|Location||India, Tamil Nadu|
|Central coordinates||76o 29.13' East 11o 38.95' North|
|IBA criteria||A1, A2, A3|
|Altitude||690 - 1,400m|
|Year of IBA assessment||2004|
Site description Mudumalai National Park is located in the Nilgiri district of Tamil Nadu, in the Western Ghats. It is mainly known for its larger mammals but also harbours a rich avian diversity. The Sanctuary forms 14% of the Nilgiri Biosphere Reserve, which is the first biosphere reserve of India. It is contiguous with Bandipur National Park (87,400 ha), Wynaad Sanctuary (34,400 ha) and Sigur and Singara Reserve Forests (Rodgers and Panwar 1988). The terrain of this IBA is extremely varied, with hills, valleys, ravines, floodplains, watercourses and swamps. Many streams drain into the area, the principal one being Moyar, the most important source of water for the Sanctuary, since most other streams dry up in early June. Most of the serious research efforts in this IBA have so far been focused on larger mammals, their predator-prey dynamics, and elephant studies. However, birds as a group have been largely ignored except by Gokula (1998). Mudumalai is endowed with a diversity of habitats, which support a rich variety of flora and fauna. There are three main types of forest: Tropical Moist Deciduous, Tropical Dry Deciduous and Southern Tropical Thorn. In certain places, mixed vegetation types are also present. Tropical Moist Deciduous Forest occurs in the western Benne Block, where rainfall is higher than in the other blocks. Tropical Dry Deciduous Forest is confined to the eastern side, but merges into Thorn Forest, where rainfall is lowest. Southern Tropical Thorn forest, also known as scrub jungle, occurs in parts of Avarihalla, Moyar and Bokkapuram blocks, and comprises xerophytic species (Jain and Sastry 1983). There are Teak plantations Tectona grandis largely in Benne Block, and a Blue gum plantation Eucalyptus globulus in the Masinagudi area. Bamboo Bambusa sp. have been planted mainly for supply to rayon mills in Kerala.

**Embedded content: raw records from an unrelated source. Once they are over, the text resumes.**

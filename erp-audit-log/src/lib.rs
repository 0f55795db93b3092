#![deny(clippy::print_stdout, clippy::print_stderr)]

use std::sync::Arc;

use async_trait::async_trait;
use chrono::DateTime;
use chrono::Utc;
use serde::Deserialize;
use serde::Serialize;
use sha2::Digest;
use sha2::Sha256;
use thiserror::Error;
use tokio::sync::RwLock;
use uuid::Uuid;

pub type CompanyId = String;
pub type AuditLogResult<T> = Result<T, AuditLogError>;

#[derive(Debug, Error)]
pub enum AuditLogError {
    #[error("validation error: {0}")]
    Validation(String),
    #[error("storage failure: {0}")]
    Storage(String),
    #[error("corrupted chain: {0}")]
    Corrupted(String),
}

#[derive(Debug, Clone, Copy, PartialEq, Eq, Serialize, Deserialize)]
pub enum ActionType {
    Created,
    Updated,
    Posted,
    Reversed,
    Approved,
    Rejected,
    PostCommitFailure,
}

impl std::fmt::Display for ActionType {
    fn fmt(&self, f: &mut std::fmt::Formatter<'_>) -> std::fmt::Result {
        let label = match self {
            ActionType::Created => "CREATED",
            ActionType::Updated => "UPDATED",
            ActionType::Posted => "POSTED",
            ActionType::Reversed => "REVERSED",
            ActionType::Approved => "APPROVED",
            ActionType::Rejected => "REJECTED",
            ActionType::PostCommitFailure => "POST_COMMIT_FAILURE",
        };
        f.write_str(label)
    }
}

/// An append request for a single `AuditLog` row (spec §3 `AuditLog`). Never
/// part of a caller-visible transaction failure — the recording service
/// logs and swallows storage errors from this path after the primary write
/// has already committed (spec §4.5 step 15).
#[derive(Debug, Clone, Serialize, Deserialize)]
pub struct AppendRequest {
    pub company_id: CompanyId,
    pub actor: String,
    pub action_type: ActionType,
    pub object_type: String,
    pub object_id: String,
    #[serde(default)]
    pub changes: serde_json::Value,
    pub ip: Option<String>,
    pub user_agent: Option<String>,
}

#[derive(Debug, Clone, Serialize, Deserialize)]
pub struct AuditRecord {
    pub id: String,
    pub company_id: CompanyId,
    pub actor: String,
    pub action_type: ActionType,
    pub object_type: String,
    pub object_id: String,
    pub changes: serde_json::Value,
    pub ip: Option<String>,
    pub user_agent: Option<String>,
    pub occurred_at: DateTime<Utc>,
    pub previous_hash: String,
    pub hash: String,
}

#[derive(Debug, Clone, Default)]
pub struct AuditLogFilter {
    pub company_id: Option<CompanyId>,
    pub object_type: Option<String>,
    pub object_id: Option<String>,
    pub limit: Option<usize>,
}

#[async_trait]
pub trait AuditLog: Send + Sync {
    async fn append(&self, request: AppendRequest) -> AuditLogResult<AuditRecord>;

    async fn records(&self, filter: AuditLogFilter) -> AuditLogResult<Vec<AuditRecord>>;
}

#[derive(Default)]
pub struct InMemoryAuditLog {
    records: RwLock<Vec<AuditRecord>>,
}

impl InMemoryAuditLog {
    #[must_use]
    pub fn shared() -> Arc<Self> {
        Arc::new(Self::default())
    }

    fn compute_hash(
        previous: &str,
        company_id: &str,
        object_type: &str,
        object_id: &str,
        action_type: ActionType,
        occurred_at: DateTime<Utc>,
        changes: &serde_json::Value,
    ) -> String {
        let mut hasher = Sha256::new();
        hasher.update(previous.as_bytes());
        hasher.update(company_id.as_bytes());
        hasher.update(object_type.as_bytes());
        hasher.update(object_id.as_bytes());
        hasher.update(action_type.to_string().as_bytes());
        let nanos = occurred_at
            .timestamp_nanos_opt()
            .unwrap_or_else(|| occurred_at.timestamp_micros() * 1_000);
        hasher.update(nanos.to_be_bytes());
        hasher.update(changes.to_string().as_bytes());
        format!("{:x}", hasher.finalize())
    }

    fn validate_request(request: &AppendRequest) -> AuditLogResult<()> {
        if request.company_id.trim().is_empty() {
            return Err(AuditLogError::Validation("company_id must be provided".into()));
        }
        if request.object_type.trim().is_empty() {
            return Err(AuditLogError::Validation("object_type must be provided".into()));
        }
        if request.object_id.trim().is_empty() {
            return Err(AuditLogError::Validation("object_id must be provided".into()));
        }
        if request.actor.trim().is_empty() {
            return Err(AuditLogError::Validation("actor must be provided".into()));
        }
        Ok(())
    }

    async fn verify_chain(records: &[AuditRecord]) -> AuditLogResult<()> {
        let mut previous = String::from("genesis");
        for record in records {
            if record.previous_hash != previous {
                return Err(AuditLogError::Corrupted(format!(
                    "unexpected previous hash for {}",
                    record.id
                )));
            }
            let expected = Self::compute_hash(
                &record.previous_hash,
                &record.company_id,
                &record.object_type,
                &record.object_id,
                record.action_type,
                record.occurred_at,
                &record.changes,
            );
            if expected != record.hash {
                return Err(AuditLogError::Corrupted(format!(
                    "hash mismatch for {}",
                    record.id
                )));
            }
            previous = record.hash.clone();
        }
        Ok(())
    }
}

#[async_trait]
impl AuditLog for InMemoryAuditLog {
    async fn append(&self, request: AppendRequest) -> AuditLogResult<AuditRecord> {
        Self::validate_request(&request)?;

        let mut guard = self.records.write().await;
        let previous_hash = guard
            .last()
            .map(|record| record.hash.clone())
            .unwrap_or_else(|| "genesis".into());

        let occurred_at = Utc::now();
        let hash = Self::compute_hash(
            &previous_hash,
            &request.company_id,
            &request.object_type,
            &request.object_id,
            request.action_type,
            occurred_at,
            &request.changes,
        );

        let record = AuditRecord {
            id: Uuid::new_v4().to_string(),
            company_id: request.company_id,
            actor: request.actor,
            action_type: request.action_type,
            object_type: request.object_type,
            object_id: request.object_id,
            changes: request.changes,
            ip: request.ip,
            user_agent: request.user_agent,
            occurred_at,
            previous_hash,
            hash,
        };

        guard.push(record.clone());
        Ok(record)
    }

    async fn records(&self, filter: AuditLogFilter) -> AuditLogResult<Vec<AuditRecord>> {
        let guard = self.records.read().await;
        Self::verify_chain(&guard).await?;
        let mut filtered = guard.clone();

        if let Some(company_id) = filter.company_id {
            filtered.retain(|record| record.company_id == company_id);
        }
        if let Some(object_type) = filter.object_type {
            filtered.retain(|record| record.object_type == object_type);
        }
        if let Some(object_id) = filter.object_id {
            filtered.retain(|record| record.object_id == object_id);
        }

        if let Some(limit) = filter.limit
            && filtered.len() > limit
        {
            filtered.truncate(limit);
        }

        Ok(filtered)
    }
}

AVIFAUNA: A total of 266 bird species has been recorded (Gokula 1998). Of the total, 213 are residents, 49 migrants, three local migrants, and one with unknown status. Most of the species are common and found in many other areas also, but endemics such as the Malabar Trogon Harpactes fasciatus and Malabar Grey Hornbill Ocyceros griseus are present. Gokula and Vijayan (1996) have listed the globally threatened Broad-tailed Grass-Warbler Schoenicola platyura as resident, without giving more details. Another threatened species is TN-17 the Nilgiri Wood-Pigeon Columba elphinstonii, recorded as rare in Bennae area, between May 1994 and August 1995. In the drier parts of this site, two globally Vulnerable species have been recorded: Yellow-throated Bulbul Pycnonotus xantholaemus and Pied Tit Parus nuchalis. The former was seen in Mavinahalla in 1996 (BirdLife International 2001), while the later was reported first by Ali and Whistler (1942-43) from Sathyamangala area, close to Mudumalai, and then by K. D. Bishop (BirdLife International 2001) from the northeastern edge of Masinagudi in March 1997. Owing to its altitudinal, precipitation and habitat variations, Mudumalai has two biomes: Biome-10 (Indian Peninsula Tropical Moist Forest) and Biome-11 (Indo-Malayan Tropical Dry Zone). BirdLife International (undated) has listed 15 species in Biome-10, of which 11 have been recorded in this IBA. Similarly, 59 species are representative of Biome-11, and in Mudumalai, 27 are recorded. There are not many IBAs where such a high percentage of biome bird species are found. The presence of so many biome species proves that the habitat is still relatively pristine, at least as far as the bird are concerned.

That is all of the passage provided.